--- LISTED RECORDS Enclosed Below ---

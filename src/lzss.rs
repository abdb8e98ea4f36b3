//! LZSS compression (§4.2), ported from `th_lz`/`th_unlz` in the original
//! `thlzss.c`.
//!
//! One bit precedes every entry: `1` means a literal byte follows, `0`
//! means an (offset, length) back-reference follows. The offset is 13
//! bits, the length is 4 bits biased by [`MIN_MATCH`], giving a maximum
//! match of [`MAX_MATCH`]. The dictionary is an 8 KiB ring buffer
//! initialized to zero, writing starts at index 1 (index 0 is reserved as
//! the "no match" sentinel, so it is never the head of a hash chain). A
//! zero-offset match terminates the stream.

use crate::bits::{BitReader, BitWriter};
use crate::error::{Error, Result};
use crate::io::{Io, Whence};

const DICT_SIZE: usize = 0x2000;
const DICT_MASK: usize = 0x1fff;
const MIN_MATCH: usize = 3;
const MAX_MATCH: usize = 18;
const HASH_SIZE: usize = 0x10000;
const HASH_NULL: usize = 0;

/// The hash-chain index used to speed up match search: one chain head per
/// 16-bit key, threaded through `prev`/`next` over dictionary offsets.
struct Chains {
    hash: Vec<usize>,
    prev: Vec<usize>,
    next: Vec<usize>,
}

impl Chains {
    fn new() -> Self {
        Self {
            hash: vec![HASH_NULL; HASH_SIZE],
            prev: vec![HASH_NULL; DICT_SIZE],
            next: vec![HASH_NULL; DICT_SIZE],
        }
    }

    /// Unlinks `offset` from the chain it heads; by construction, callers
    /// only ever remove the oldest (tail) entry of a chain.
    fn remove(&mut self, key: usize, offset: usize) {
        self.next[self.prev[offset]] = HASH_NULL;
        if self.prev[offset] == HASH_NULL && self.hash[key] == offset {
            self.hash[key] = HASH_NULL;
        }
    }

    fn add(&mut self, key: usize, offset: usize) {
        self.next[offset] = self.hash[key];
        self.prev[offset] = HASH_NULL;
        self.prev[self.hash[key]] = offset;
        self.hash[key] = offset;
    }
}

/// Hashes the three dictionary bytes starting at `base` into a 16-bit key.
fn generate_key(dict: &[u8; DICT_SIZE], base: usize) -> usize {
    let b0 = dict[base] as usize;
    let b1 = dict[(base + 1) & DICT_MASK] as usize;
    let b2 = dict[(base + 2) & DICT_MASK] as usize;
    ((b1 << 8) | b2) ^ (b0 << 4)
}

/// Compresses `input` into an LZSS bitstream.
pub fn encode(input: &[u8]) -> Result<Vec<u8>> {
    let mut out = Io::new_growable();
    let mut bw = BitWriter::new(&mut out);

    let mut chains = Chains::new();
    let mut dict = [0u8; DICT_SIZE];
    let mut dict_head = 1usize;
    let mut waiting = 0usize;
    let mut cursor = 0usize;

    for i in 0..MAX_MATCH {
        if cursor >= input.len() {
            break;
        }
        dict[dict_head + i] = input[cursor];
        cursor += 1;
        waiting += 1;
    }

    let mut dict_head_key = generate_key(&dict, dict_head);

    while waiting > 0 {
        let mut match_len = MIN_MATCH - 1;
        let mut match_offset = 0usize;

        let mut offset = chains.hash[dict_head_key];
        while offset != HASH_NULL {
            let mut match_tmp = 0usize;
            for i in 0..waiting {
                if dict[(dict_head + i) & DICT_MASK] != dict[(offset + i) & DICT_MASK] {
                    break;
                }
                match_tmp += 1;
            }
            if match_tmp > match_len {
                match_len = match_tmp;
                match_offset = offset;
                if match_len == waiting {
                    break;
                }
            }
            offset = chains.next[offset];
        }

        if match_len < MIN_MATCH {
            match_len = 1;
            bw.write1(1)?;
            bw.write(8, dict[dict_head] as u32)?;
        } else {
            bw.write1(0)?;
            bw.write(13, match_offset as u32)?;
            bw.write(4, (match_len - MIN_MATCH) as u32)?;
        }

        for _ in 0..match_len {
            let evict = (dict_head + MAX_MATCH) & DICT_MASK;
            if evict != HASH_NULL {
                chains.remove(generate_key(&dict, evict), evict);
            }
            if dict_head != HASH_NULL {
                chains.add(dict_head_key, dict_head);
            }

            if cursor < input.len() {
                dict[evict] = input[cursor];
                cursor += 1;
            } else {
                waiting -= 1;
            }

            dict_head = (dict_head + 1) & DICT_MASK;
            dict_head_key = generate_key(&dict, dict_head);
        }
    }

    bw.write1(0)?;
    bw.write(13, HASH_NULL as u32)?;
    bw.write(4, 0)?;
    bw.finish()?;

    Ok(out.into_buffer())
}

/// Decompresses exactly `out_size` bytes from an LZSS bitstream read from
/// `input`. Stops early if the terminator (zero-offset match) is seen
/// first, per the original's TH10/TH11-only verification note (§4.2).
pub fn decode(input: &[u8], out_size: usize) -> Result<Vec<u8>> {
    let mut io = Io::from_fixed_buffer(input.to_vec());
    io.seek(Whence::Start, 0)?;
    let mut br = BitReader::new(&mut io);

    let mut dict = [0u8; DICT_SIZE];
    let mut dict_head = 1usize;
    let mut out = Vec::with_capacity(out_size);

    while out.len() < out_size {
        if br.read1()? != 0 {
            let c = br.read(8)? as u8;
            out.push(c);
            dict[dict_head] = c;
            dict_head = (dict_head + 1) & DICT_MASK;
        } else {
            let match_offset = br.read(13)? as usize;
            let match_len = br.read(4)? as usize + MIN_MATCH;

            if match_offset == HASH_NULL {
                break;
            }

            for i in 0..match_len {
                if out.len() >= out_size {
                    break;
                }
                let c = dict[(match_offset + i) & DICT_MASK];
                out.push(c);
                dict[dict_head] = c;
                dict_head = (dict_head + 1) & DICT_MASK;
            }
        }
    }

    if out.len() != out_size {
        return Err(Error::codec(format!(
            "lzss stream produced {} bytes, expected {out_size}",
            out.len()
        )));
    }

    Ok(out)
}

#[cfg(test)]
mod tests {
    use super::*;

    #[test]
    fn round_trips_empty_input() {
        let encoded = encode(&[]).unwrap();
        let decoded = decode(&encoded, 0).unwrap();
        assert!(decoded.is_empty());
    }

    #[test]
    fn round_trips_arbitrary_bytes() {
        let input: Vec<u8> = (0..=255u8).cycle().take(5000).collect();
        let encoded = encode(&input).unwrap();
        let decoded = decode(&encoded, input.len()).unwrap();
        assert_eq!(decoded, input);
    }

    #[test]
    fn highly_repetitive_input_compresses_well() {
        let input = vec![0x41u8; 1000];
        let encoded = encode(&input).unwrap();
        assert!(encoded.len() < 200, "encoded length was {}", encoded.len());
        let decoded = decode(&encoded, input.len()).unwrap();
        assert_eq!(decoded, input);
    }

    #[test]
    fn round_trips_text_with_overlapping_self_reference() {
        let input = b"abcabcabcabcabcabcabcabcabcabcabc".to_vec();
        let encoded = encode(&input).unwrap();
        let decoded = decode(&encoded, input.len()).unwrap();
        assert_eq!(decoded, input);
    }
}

--- End of Enclosed LISTED RECORDS ---
--- LISTED RECORDS Enclosed Below ---

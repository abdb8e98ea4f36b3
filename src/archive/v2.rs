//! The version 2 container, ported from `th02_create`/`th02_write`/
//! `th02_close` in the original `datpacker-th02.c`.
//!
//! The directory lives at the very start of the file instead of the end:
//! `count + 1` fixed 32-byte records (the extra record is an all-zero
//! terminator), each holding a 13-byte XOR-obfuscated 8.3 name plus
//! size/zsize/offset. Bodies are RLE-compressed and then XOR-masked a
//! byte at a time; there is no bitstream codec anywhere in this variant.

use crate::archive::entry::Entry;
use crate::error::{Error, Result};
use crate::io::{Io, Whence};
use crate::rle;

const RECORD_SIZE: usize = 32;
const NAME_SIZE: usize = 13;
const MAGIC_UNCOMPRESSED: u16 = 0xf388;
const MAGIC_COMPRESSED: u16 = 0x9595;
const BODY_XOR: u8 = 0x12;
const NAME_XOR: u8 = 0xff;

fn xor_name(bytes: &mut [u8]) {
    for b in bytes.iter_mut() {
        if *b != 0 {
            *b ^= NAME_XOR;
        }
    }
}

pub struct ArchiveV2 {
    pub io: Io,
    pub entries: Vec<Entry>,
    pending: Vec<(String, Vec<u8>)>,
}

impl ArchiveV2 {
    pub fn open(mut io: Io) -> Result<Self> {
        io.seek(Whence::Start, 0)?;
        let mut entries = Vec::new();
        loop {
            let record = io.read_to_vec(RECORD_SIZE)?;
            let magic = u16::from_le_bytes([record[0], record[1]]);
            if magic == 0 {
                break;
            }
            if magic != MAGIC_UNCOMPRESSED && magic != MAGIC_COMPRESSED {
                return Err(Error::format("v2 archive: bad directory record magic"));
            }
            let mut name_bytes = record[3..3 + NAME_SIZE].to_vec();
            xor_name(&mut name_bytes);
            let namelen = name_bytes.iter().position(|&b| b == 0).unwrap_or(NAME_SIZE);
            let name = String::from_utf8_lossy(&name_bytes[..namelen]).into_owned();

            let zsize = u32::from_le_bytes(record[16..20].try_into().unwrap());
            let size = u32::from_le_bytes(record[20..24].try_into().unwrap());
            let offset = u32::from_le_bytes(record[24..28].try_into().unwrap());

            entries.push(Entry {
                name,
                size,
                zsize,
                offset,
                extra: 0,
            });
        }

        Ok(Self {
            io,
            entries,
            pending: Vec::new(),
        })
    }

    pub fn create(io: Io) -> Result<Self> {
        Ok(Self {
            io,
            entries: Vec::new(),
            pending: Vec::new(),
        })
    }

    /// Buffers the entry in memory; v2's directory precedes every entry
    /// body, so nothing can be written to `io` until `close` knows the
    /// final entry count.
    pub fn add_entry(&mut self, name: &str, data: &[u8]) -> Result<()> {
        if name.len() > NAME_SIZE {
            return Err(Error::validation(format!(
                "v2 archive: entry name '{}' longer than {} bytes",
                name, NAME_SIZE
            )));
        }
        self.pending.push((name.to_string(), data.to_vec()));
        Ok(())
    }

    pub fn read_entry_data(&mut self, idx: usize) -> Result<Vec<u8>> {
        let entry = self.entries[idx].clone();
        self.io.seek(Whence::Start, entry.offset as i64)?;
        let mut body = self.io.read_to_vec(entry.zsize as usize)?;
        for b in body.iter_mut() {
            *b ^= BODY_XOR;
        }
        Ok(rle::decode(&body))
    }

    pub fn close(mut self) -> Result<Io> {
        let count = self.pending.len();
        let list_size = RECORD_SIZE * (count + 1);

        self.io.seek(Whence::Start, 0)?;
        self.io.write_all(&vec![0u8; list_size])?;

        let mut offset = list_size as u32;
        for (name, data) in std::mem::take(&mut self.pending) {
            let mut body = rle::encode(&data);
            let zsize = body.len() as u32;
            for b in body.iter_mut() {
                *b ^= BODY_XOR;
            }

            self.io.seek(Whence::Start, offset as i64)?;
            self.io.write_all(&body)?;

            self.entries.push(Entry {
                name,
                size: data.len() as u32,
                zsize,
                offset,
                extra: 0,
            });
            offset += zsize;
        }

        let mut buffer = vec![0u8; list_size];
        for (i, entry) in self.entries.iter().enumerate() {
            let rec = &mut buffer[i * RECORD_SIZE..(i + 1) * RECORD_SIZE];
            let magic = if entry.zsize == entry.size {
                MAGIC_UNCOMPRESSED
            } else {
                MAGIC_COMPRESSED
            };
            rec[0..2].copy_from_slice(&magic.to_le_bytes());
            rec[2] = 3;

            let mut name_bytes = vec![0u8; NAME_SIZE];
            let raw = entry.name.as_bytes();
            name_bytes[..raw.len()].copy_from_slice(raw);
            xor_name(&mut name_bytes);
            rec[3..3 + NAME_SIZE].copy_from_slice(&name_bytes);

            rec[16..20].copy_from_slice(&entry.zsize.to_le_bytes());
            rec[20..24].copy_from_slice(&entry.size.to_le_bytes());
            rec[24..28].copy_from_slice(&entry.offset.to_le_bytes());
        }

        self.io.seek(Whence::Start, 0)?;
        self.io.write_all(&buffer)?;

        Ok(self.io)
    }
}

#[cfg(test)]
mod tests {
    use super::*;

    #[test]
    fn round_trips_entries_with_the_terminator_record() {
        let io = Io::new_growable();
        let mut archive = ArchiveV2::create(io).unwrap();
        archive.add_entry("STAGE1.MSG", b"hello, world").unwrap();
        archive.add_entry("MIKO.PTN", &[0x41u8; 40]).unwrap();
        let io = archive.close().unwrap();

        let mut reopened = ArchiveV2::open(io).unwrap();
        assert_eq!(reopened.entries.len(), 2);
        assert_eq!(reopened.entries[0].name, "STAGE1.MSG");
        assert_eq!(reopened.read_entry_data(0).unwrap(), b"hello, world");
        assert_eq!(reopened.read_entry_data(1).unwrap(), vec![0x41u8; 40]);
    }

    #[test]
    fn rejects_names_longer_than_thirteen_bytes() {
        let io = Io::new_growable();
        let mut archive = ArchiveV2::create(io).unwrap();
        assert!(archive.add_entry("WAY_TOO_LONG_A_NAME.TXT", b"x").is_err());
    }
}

--- End of Enclosed LISTED RECORDS ---
--- LISTED RECORDS Enclosed Below ---

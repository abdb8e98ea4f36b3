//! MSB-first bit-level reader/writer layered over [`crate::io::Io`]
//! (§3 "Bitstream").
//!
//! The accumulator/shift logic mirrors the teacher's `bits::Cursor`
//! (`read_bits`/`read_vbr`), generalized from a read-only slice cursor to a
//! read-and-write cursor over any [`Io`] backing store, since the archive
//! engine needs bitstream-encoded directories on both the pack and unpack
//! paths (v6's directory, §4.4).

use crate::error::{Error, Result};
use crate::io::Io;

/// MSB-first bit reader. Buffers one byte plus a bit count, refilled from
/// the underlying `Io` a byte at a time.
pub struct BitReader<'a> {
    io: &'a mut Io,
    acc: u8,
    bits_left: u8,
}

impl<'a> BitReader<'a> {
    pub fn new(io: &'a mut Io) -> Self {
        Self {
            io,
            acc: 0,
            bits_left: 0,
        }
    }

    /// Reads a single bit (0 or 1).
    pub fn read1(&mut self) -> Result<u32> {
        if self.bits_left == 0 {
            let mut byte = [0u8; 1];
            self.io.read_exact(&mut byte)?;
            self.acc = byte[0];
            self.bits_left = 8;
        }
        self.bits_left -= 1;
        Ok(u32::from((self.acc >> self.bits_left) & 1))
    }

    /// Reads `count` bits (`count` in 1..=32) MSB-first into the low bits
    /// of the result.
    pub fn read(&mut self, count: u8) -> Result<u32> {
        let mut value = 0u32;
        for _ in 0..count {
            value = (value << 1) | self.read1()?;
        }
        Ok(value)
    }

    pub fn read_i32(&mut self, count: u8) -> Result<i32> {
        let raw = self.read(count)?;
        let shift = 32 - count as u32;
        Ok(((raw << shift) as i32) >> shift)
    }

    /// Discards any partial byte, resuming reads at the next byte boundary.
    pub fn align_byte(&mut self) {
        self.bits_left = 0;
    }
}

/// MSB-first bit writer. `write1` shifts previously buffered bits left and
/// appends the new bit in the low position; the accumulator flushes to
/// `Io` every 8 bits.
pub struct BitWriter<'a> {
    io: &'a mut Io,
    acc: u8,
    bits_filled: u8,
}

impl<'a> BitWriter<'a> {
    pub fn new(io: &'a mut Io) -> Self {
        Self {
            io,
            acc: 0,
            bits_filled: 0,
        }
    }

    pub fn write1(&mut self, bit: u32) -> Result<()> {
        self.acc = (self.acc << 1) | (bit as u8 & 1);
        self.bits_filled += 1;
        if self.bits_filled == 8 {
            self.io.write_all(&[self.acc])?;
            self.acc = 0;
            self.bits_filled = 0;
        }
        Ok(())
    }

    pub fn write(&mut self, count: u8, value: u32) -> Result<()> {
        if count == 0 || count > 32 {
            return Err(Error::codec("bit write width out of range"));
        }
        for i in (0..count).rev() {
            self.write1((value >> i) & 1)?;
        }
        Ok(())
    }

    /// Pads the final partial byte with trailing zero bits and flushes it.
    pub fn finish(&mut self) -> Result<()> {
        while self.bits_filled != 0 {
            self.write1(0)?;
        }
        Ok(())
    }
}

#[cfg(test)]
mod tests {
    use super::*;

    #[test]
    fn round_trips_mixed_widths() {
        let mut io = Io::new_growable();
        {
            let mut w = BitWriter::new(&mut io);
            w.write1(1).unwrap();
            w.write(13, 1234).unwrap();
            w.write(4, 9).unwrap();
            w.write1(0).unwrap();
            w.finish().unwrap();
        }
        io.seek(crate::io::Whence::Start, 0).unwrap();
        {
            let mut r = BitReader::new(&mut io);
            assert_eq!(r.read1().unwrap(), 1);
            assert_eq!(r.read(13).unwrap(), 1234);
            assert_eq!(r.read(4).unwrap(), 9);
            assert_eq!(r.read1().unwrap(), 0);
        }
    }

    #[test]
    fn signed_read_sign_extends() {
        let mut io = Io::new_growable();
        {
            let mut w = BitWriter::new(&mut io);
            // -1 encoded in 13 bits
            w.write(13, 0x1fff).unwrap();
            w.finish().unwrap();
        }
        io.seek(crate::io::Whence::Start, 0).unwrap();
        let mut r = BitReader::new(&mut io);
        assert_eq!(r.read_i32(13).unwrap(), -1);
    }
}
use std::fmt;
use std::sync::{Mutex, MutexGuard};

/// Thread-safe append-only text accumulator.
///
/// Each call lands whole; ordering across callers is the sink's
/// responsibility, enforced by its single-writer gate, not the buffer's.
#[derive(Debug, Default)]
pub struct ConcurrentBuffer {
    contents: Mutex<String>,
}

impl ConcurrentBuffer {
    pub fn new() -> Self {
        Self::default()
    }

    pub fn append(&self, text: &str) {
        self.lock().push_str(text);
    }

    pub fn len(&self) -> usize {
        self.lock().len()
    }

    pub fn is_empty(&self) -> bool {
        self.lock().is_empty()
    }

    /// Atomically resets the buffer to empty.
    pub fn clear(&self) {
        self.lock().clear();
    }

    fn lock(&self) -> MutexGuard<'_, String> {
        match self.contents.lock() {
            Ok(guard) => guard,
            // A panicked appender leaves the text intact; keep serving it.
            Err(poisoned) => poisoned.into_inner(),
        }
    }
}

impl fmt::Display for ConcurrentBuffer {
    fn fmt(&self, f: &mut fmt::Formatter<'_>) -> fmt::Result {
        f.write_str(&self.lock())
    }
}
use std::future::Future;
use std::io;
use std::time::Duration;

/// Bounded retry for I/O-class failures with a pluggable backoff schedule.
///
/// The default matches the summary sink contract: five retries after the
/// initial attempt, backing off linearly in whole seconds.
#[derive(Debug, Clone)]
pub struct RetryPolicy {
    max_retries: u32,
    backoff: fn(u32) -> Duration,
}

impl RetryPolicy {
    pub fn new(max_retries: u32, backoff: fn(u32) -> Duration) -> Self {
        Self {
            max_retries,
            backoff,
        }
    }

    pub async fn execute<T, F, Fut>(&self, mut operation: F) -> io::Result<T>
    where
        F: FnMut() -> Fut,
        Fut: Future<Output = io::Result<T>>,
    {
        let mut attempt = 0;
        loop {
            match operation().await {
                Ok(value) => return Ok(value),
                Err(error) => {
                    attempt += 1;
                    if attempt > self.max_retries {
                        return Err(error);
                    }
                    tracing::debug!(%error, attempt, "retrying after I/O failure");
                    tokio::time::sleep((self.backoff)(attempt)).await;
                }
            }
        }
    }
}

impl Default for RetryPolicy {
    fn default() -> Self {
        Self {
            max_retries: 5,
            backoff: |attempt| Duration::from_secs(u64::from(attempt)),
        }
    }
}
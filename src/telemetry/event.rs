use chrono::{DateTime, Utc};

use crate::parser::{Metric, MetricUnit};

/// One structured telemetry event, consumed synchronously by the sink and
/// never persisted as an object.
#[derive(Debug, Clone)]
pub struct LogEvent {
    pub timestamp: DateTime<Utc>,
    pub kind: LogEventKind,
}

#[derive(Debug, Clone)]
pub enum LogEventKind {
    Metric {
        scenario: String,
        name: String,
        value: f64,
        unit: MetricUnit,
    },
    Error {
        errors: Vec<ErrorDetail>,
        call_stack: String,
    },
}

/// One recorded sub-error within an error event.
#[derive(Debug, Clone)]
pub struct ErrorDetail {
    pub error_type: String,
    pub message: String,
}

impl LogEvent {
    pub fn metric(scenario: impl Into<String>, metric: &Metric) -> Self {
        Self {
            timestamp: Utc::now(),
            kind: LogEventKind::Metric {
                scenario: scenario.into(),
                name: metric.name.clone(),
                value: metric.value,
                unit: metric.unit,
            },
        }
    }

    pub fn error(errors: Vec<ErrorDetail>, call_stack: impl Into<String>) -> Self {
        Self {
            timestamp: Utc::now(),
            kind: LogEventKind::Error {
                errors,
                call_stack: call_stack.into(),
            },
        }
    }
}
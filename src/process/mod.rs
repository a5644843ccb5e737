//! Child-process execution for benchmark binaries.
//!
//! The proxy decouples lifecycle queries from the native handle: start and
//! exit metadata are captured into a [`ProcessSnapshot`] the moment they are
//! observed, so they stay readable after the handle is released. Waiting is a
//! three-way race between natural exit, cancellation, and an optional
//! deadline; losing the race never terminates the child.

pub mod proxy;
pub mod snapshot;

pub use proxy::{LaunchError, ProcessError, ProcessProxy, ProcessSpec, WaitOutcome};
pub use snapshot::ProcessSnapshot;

--- End of Enclosed LISTED RECORDS ---

** EXERCISE DESCRIPTION **
Every line of the records containing the word "impl" must appear in the answer.

** SOLUTION FOR THIS TASK **
impl Chains {
impl ArchiveV2 {
impl<'a> BitReader<'a> {
impl<'a> BitWriter<'a> {
impl ConcurrentBuffer {
impl fmt::Display for ConcurrentBuffer {
impl RetryPolicy {
impl Default for RetryPolicy {
impl LogEvent {
    pub fn metric(scenario: impl Into<String>, metric: &Metric) -> Self {
    pub fn error(errors: Vec<ErrorDetail>, call_stack: impl Into<String>) -> Self {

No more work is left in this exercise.